■ Collected data entries ■
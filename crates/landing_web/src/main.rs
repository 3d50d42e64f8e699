// WASM entrypoint for Trunk.
//
// Native builds of this crate are no-ops; the real bindings are behind
// `--features web` and `wasm32`.

fn main() {
    // No-op on native targets.
}

#[cfg(all(feature = "web", target_arch = "wasm32"))]
#[wasm_bindgen::prelude::wasm_bindgen(start)]
pub fn wasm_start() {
    landing_web::start();
}
use std::rc::Rc;

use landing::form::Field;
use landing::nav::overflow_for;
use landing::{Effect, PageError};
use leptos::prelude::window;
use tracing::{debug, warn};
use wasm_bindgen::JsValue;
use web_sys::{
    Element, HtmlElement, ScrollBehavior, ScrollIntoViewOptions, ScrollLogicalPosition,
    ScrollToOptions,
};

use super::elements::{query, query_all, ContactForm};
use super::Page;

pub(super) fn js_error(context: &str, v: JsValue) -> PageError {
    let message = v.as_string().unwrap_or_else(|| format!("{v:?}"));
    PageError::dom(context, message)
}

/// Applies effects in order. A failing effect is logged and skipped; the rest
/// still run.
pub(super) fn apply(page: &Rc<Page>, event: Option<&web_sys::Event>, effects: Vec<Effect>) {
    for effect in effects {
        if let Err(e) = apply_one(page, event, effect) {
            warn!("{e}");
        }
    }
}

fn apply_one(
    page: &Rc<Page>,
    event: Option<&web_sys::Event>,
    effect: Effect,
) -> Result<(), PageError> {
    let els = &page.elements;
    let cfg = &page.config;

    match effect {
        Effect::InjectStyle(css) => {
            let head = els
                .document
                .head()
                .ok_or_else(|| PageError::missing("head"))?;
            let style = els
                .document
                .create_element("style")
                .map_err(|e| js_error("createElement(style)", e))?;
            style.set_text_content(Some(&css));
            head.append_child(&style)
                .map_err(|e| js_error("head.appendChild", e))?;
        }
        Effect::SetNavOpen(open) => {
            set_class(&els.toggle, &cfg.classes.active, open)?;
            set_class(&els.menu, &cfg.classes.active, open)?;
            set_style(&els.body, "overflow", overflow_for(open))?;
        }
        Effect::PreventDefault => {
            if let Some(ev) = event {
                ev.prevent_default();
            }
        }
        Effect::ScrollTo { top } => {
            let opts = ScrollToOptions::new();
            opts.set_top(top);
            opts.set_behavior(ScrollBehavior::Smooth);
            window().scroll_to_with_scroll_to_options(&opts);
        }
        Effect::ClearFieldErrors => {
            for slot in query_all(&els.document, &cfg.selectors.error_slots)? {
                slot.set_text_content(Some(""));
            }
        }
        Effect::ShowFieldError { field, message } => {
            let selector = match field {
                Field::Name => &cfg.selectors.name_error,
                Field::Email => &cfg.selectors.email_error,
                Field::Message => &cfg.selectors.message_error,
            };
            match query(&els.document, selector)? {
                Some(slot) => slot.set_text_content(Some(&message)),
                None => debug!("no error slot {selector} for {}", field.label()),
            }
        }
        Effect::RevealField(field) => {
            let el = contact_form(page)?.field(field).html();
            let opts = ScrollIntoViewOptions::new();
            opts.set_behavior(ScrollBehavior::Smooth);
            opts.set_block(ScrollLogicalPosition::Center);
            el.scroll_into_view_with_scroll_into_view_options(&opts);
            el.focus().map_err(|e| js_error("focus", e))?;
        }
        Effect::SetSubmitting(on) => {
            if let Some(button) = &contact_form(page)?.submit_button {
                set_class(button, &cfg.classes.loading, on)?;
            }
        }
        Effect::ScheduleCompletion { ticket, delay_ms } => {
            debug!("submission {} in flight ({delay_ms} ms)", ticket.id());
            if let Err(e) = super::timer::schedule(page, ticket, delay_ms) {
                page.dispatch(None, |c| c.abort_submission());
                return Err(e);
            }
        }
        Effect::CancelCompletion(ticket) => {
            debug!("submission {} cancelled", ticket.id());
            page.timers.borrow_mut().cancel(ticket);
        }
        Effect::Acknowledge(message) => {
            window()
                .alert_with_message(&message)
                .map_err(|e| js_error("alert", e))?;
        }
        Effect::ResetForm => contact_form(page)?.form.reset(),
        Effect::SetCounter { count, color } => {
            if let Some(counter) = &contact_form(page)?.char_count {
                counter.set_text_content(Some(&count.to_string()));
                set_style(counter, "color", &color)?;
            }
        }
        Effect::SetNavbarScrolled(on) => set_class(&els.navbar, &cfg.classes.scrolled, on)?,
        Effect::SetNavbarTransform(transform) => set_style(&els.navbar, "transform", transform)?,
    }
    Ok(())
}

fn contact_form(page: &Page) -> Result<&ContactForm, PageError> {
    page.elements
        .form
        .as_ref()
        .ok_or_else(|| PageError::missing(page.config.selectors.form.clone()))
}

fn set_class(el: &Element, class: &str, on: bool) -> Result<(), PageError> {
    el.class_list()
        .toggle_with_force(class, on)
        .map(|_| ())
        .map_err(|e| js_error("classList.toggle", e))
}

/// An empty value removes the inline property.
fn set_style(el: &HtmlElement, property: &str, value: &str) -> Result<(), PageError> {
    el.style()
        .set_property(property, value)
        .map_err(|e| js_error("style.setProperty", e))
}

■ Exercise prompt ■
Set the records down again in full, exactly as they read.

■ Answer space ■
filename crates/landing_web/src/main.rs
repository 3d50d42e64f8e699
// WASM entrypoint for Trunk.
//
// Native builds of this crate are no-ops; the real bindings are behind
// `--features web` and `wasm32`.

fn main() {
    // No-op on native targets.
}

#[cfg(all(feature = "web", target_arch = "wasm32"))]
#[wasm_bindgen::prelude::wasm_bindgen(start)]
pub fn wasm_start() {
    landing_web::start();
}
use std::rc::Rc;

use landing::form::Field;
use landing::nav::overflow_for;
use landing::{Effect, PageError};
use leptos::prelude::window;
use tracing::{debug, warn};
use wasm_bindgen::JsValue;
use web_sys::{
    Element, HtmlElement, ScrollBehavior, ScrollIntoViewOptions, ScrollLogicalPosition,
    ScrollToOptions,
};

use super::elements::{query, query_all, ContactForm};
use super::Page;

pub(super) fn js_error(context: &str, v: JsValue) -> PageError {
    let message = v.as_string().unwrap_or_else(|| format!("{v:?}"));
    PageError::dom(context, message)
}

/// Applies effects in order. A failing effect is logged and skipped; the rest
/// still run.
pub(super) fn apply(page: &Rc<Page>, event: Option<&web_sys::Event>, effects: Vec<Effect>) {
    for effect in effects {
        if let Err(e) = apply_one(page, event, effect) {
            warn!("{e}");
        }
    }
}

fn apply_one(
    page: &Rc<Page>,
    event: Option<&web_sys::Event>,
    effect: Effect,
) -> Result<(), PageError> {
    let els = &page.elements;
    let cfg = &page.config;

    match effect {
        Effect::InjectStyle(css) => {
            let head = els
                .document
                .head()
                .ok_or_else(|| PageError::missing("head"))?;
            let style = els
                .document
                .create_element("style")
                .map_err(|e| js_error("createElement(style)", e))?;
            style.set_text_content(Some(&css));
            head.append_child(&style)
                .map_err(|e| js_error("head.appendChild", e))?;
        }
        Effect::SetNavOpen(open) => {
            set_class(&els.toggle, &cfg.classes.active, open)?;
            set_class(&els.menu, &cfg.classes.active, open)?;
            set_style(&els.body, "overflow", overflow_for(open))?;
        }
        Effect::PreventDefault => {
            if let Some(ev) = event {
                ev.prevent_default();
            }
        }
        Effect::ScrollTo { top } => {
            let opts = ScrollToOptions::new();
            opts.set_top(top);
            opts.set_behavior(ScrollBehavior::Smooth);
            window().scroll_to_with_scroll_to_options(&opts);
        }
        Effect::ClearFieldErrors => {
            for slot in query_all(&els.document, &cfg.selectors.error_slots)? {
                slot.set_text_content(Some(""));
            }
        }
        Effect::ShowFieldError { field, message } => {
            let selector = match field {
                Field::Name => &cfg.selectors.name_error,
                Field::Email => &cfg.selectors.email_error,
                Field::Message => &cfg.selectors.message_error,
            };
            match query(&els.document, selector)? {
                Some(slot) => slot.set_text_content(Some(&message)),
                None => debug!("no error slot {selector} for {}", field.label()),
            }
        }
        Effect::RevealField(field) => {
            let el = contact_form(page)?.field(field).html();
            let opts = ScrollIntoViewOptions::new();
            opts.set_behavior(ScrollBehavior::Smooth);
            opts.set_block(ScrollLogicalPosition::Center);
            el.scroll_into_view_with_scroll_into_view_options(&opts);
            el.focus().map_err(|e| js_error("focus", e))?;
        }
        Effect::SetSubmitting(on) => {
            if let Some(button) = &contact_form(page)?.submit_button {
                set_class(button, &cfg.classes.loading, on)?;
            }
        }
        Effect::ScheduleCompletion { ticket, delay_ms } => {
            debug!("submission {} in flight ({delay_ms} ms)", ticket.id());
            if let Err(e) = super::timer::schedule(page, ticket, delay_ms) {
                page.dispatch(None, |c| c.abort_submission());
                return Err(e);
            }
        }
        Effect::CancelCompletion(ticket) => {
            debug!("submission {} cancelled", ticket.id());
            page.timers.borrow_mut().cancel(ticket);
        }
        Effect::Acknowledge(message) => {
            window()
                .alert_with_message(&message)
                .map_err(|e| js_error("alert", e))?;
        }
        Effect::ResetForm => contact_form(page)?.form.reset(),
        Effect::SetCounter { count, color } => {
            if let Some(counter) = &contact_form(page)?.char_count {
                counter.set_text_content(Some(&count.to_string()));
                set_style(counter, "color", &color)?;
            }
        }
        Effect::SetNavbarScrolled(on) => set_class(&els.navbar, &cfg.classes.scrolled, on)?,
        Effect::SetNavbarTransform(transform) => set_style(&els.navbar, "transform", transform)?,
    }
    Ok(())
}

fn contact_form(page: &Page) -> Result<&ContactForm, PageError> {
    page.elements
        .form
        .as_ref()
        .ok_or_else(|| PageError::missing(page.config.selectors.form.clone()))
}

fn set_class(el: &Element, class: &str, on: bool) -> Result<(), PageError> {
    el.class_list()
        .toggle_with_force(class, on)
        .map(|_| ())
        .map_err(|e| js_error("classList.toggle", e))
}

/// An empty value removes the inline property.
fn set_style(el: &HtmlElement, property: &str, value: &str) -> Result<(), PageError> {
    el.style()
        .set_property(property, value)
        .map_err(|e| js_error("style.setProperty", e))
}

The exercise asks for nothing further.